[TRY IT]: Please count the lines below that hold the word "OnceLock" and give the count without any other text.
**** LISTED RECORDS
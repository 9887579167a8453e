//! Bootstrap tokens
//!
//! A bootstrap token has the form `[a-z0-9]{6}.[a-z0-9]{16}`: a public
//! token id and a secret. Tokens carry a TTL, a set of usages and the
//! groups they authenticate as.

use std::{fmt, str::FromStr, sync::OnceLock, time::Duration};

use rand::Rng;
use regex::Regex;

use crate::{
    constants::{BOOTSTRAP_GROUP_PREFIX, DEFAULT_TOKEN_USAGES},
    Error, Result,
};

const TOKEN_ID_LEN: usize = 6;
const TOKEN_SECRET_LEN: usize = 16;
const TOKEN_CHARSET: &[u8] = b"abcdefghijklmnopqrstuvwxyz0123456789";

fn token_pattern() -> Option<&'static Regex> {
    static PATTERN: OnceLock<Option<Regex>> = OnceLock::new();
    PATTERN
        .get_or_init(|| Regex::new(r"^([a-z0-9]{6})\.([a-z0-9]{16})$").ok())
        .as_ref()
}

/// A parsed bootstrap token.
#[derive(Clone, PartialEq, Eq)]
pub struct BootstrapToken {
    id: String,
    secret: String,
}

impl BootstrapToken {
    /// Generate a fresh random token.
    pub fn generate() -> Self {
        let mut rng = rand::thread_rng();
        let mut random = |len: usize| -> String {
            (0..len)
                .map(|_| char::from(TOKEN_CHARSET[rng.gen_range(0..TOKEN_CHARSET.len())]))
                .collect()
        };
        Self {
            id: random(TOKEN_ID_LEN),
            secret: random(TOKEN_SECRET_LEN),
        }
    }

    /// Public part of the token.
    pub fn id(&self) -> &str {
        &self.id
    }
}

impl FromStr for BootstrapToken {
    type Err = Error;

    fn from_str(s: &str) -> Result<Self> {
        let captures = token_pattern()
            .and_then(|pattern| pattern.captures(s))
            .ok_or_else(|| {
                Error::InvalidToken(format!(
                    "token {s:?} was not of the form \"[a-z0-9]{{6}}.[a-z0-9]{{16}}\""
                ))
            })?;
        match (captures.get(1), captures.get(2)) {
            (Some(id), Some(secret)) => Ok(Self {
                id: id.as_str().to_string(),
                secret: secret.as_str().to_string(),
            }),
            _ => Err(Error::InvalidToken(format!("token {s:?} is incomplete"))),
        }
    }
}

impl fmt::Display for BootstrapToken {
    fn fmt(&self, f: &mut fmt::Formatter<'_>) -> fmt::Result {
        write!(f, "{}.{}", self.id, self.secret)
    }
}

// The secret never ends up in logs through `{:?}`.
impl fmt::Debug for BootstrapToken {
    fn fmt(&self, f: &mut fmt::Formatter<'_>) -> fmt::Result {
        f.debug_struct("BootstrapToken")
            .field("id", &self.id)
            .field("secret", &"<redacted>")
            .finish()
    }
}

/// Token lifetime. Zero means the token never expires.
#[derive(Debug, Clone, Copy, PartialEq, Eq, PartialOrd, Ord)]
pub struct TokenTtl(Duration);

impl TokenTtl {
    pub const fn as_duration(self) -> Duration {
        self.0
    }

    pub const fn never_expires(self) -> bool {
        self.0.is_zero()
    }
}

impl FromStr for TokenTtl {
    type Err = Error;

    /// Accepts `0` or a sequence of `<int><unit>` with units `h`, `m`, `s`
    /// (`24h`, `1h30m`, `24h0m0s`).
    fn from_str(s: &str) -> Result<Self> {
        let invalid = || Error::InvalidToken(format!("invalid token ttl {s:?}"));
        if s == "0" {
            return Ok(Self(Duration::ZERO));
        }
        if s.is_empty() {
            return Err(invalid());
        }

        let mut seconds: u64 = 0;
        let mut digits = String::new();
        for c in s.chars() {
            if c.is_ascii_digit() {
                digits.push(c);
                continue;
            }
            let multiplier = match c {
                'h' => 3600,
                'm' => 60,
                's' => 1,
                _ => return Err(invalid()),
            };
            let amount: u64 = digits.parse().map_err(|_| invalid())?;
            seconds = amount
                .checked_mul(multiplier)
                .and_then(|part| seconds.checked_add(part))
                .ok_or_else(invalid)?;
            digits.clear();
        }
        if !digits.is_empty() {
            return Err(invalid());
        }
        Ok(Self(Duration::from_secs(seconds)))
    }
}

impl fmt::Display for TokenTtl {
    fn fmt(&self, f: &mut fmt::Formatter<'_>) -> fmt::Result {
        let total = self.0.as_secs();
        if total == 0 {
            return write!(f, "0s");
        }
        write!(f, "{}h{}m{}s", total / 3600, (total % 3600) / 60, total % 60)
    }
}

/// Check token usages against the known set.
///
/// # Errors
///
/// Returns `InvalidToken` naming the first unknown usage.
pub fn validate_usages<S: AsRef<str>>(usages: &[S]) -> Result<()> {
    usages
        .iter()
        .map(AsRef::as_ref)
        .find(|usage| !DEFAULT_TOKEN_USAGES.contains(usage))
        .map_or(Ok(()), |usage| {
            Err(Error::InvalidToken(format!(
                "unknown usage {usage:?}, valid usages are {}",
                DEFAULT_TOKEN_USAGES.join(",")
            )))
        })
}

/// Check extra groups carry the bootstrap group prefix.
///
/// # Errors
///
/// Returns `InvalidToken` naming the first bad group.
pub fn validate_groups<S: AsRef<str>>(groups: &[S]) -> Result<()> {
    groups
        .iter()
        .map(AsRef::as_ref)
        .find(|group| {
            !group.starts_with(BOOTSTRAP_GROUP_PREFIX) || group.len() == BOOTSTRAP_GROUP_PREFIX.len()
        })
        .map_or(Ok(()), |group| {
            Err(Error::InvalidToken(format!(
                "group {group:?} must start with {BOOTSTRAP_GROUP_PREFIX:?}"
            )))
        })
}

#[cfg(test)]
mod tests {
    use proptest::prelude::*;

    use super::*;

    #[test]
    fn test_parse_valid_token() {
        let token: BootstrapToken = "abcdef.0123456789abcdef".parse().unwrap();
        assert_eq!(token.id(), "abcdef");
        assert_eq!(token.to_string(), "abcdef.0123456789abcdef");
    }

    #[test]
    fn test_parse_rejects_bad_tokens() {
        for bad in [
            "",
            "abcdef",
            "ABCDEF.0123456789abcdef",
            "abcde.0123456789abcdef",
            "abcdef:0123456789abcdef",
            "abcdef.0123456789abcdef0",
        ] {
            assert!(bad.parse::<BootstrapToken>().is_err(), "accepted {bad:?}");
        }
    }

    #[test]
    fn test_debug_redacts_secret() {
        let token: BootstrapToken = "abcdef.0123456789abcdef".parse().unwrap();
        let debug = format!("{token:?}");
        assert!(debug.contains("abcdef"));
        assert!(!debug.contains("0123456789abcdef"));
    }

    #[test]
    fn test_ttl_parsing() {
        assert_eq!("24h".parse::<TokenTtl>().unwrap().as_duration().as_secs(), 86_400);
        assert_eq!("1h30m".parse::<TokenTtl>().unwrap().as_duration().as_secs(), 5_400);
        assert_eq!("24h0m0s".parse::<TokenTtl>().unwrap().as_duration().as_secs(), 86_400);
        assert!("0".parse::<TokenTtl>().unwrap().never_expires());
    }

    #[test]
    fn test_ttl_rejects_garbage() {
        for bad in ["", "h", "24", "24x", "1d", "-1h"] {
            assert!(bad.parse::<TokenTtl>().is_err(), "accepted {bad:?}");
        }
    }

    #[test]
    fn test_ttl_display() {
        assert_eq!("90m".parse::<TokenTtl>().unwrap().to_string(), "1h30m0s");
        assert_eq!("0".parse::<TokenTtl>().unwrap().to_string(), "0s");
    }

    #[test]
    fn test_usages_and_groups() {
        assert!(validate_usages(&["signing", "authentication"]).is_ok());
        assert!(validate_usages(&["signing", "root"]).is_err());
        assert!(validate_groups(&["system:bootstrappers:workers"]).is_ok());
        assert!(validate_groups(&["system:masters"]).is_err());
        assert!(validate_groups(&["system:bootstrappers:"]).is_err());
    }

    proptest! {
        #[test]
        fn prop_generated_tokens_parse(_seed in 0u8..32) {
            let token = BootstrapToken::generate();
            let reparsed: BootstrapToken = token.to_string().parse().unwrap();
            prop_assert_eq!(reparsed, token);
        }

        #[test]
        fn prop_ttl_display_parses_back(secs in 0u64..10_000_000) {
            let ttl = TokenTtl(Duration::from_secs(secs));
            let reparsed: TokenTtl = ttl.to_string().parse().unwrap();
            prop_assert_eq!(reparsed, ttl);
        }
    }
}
********
**** LISTED RECORDS
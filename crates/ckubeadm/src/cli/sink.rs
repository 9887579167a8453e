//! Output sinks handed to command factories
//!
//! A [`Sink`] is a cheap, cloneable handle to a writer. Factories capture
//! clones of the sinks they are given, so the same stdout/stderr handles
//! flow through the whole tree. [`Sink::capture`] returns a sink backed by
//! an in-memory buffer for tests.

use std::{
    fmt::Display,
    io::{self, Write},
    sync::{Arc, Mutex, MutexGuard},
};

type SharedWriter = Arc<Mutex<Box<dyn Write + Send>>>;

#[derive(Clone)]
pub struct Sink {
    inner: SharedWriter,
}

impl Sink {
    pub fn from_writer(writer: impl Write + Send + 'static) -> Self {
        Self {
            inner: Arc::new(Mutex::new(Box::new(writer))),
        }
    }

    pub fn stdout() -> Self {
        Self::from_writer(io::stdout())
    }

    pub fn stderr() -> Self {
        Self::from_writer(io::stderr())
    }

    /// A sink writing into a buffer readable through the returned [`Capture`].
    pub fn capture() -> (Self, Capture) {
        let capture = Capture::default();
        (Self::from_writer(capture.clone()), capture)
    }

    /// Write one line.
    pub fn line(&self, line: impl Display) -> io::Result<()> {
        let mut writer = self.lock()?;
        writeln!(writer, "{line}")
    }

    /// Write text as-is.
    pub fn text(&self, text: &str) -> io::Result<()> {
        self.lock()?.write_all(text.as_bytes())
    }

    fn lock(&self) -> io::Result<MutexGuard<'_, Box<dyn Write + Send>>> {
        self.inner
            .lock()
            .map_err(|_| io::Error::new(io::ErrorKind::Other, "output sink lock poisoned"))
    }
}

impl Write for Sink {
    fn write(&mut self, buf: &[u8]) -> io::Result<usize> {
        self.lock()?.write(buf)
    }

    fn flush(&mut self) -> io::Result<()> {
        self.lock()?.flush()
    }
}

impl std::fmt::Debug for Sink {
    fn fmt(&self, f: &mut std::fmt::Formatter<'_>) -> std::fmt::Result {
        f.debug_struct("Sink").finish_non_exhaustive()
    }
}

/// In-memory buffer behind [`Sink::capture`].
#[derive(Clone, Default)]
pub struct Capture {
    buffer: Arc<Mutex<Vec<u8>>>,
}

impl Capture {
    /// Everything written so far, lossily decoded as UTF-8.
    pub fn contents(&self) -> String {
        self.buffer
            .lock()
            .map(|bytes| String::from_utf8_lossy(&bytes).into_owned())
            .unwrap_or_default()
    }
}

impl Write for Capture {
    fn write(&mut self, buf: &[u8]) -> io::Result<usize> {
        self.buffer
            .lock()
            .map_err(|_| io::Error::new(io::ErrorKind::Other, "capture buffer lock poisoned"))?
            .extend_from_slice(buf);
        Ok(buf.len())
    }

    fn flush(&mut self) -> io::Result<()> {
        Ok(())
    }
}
********
[WRITTEN RESPONSE]: 2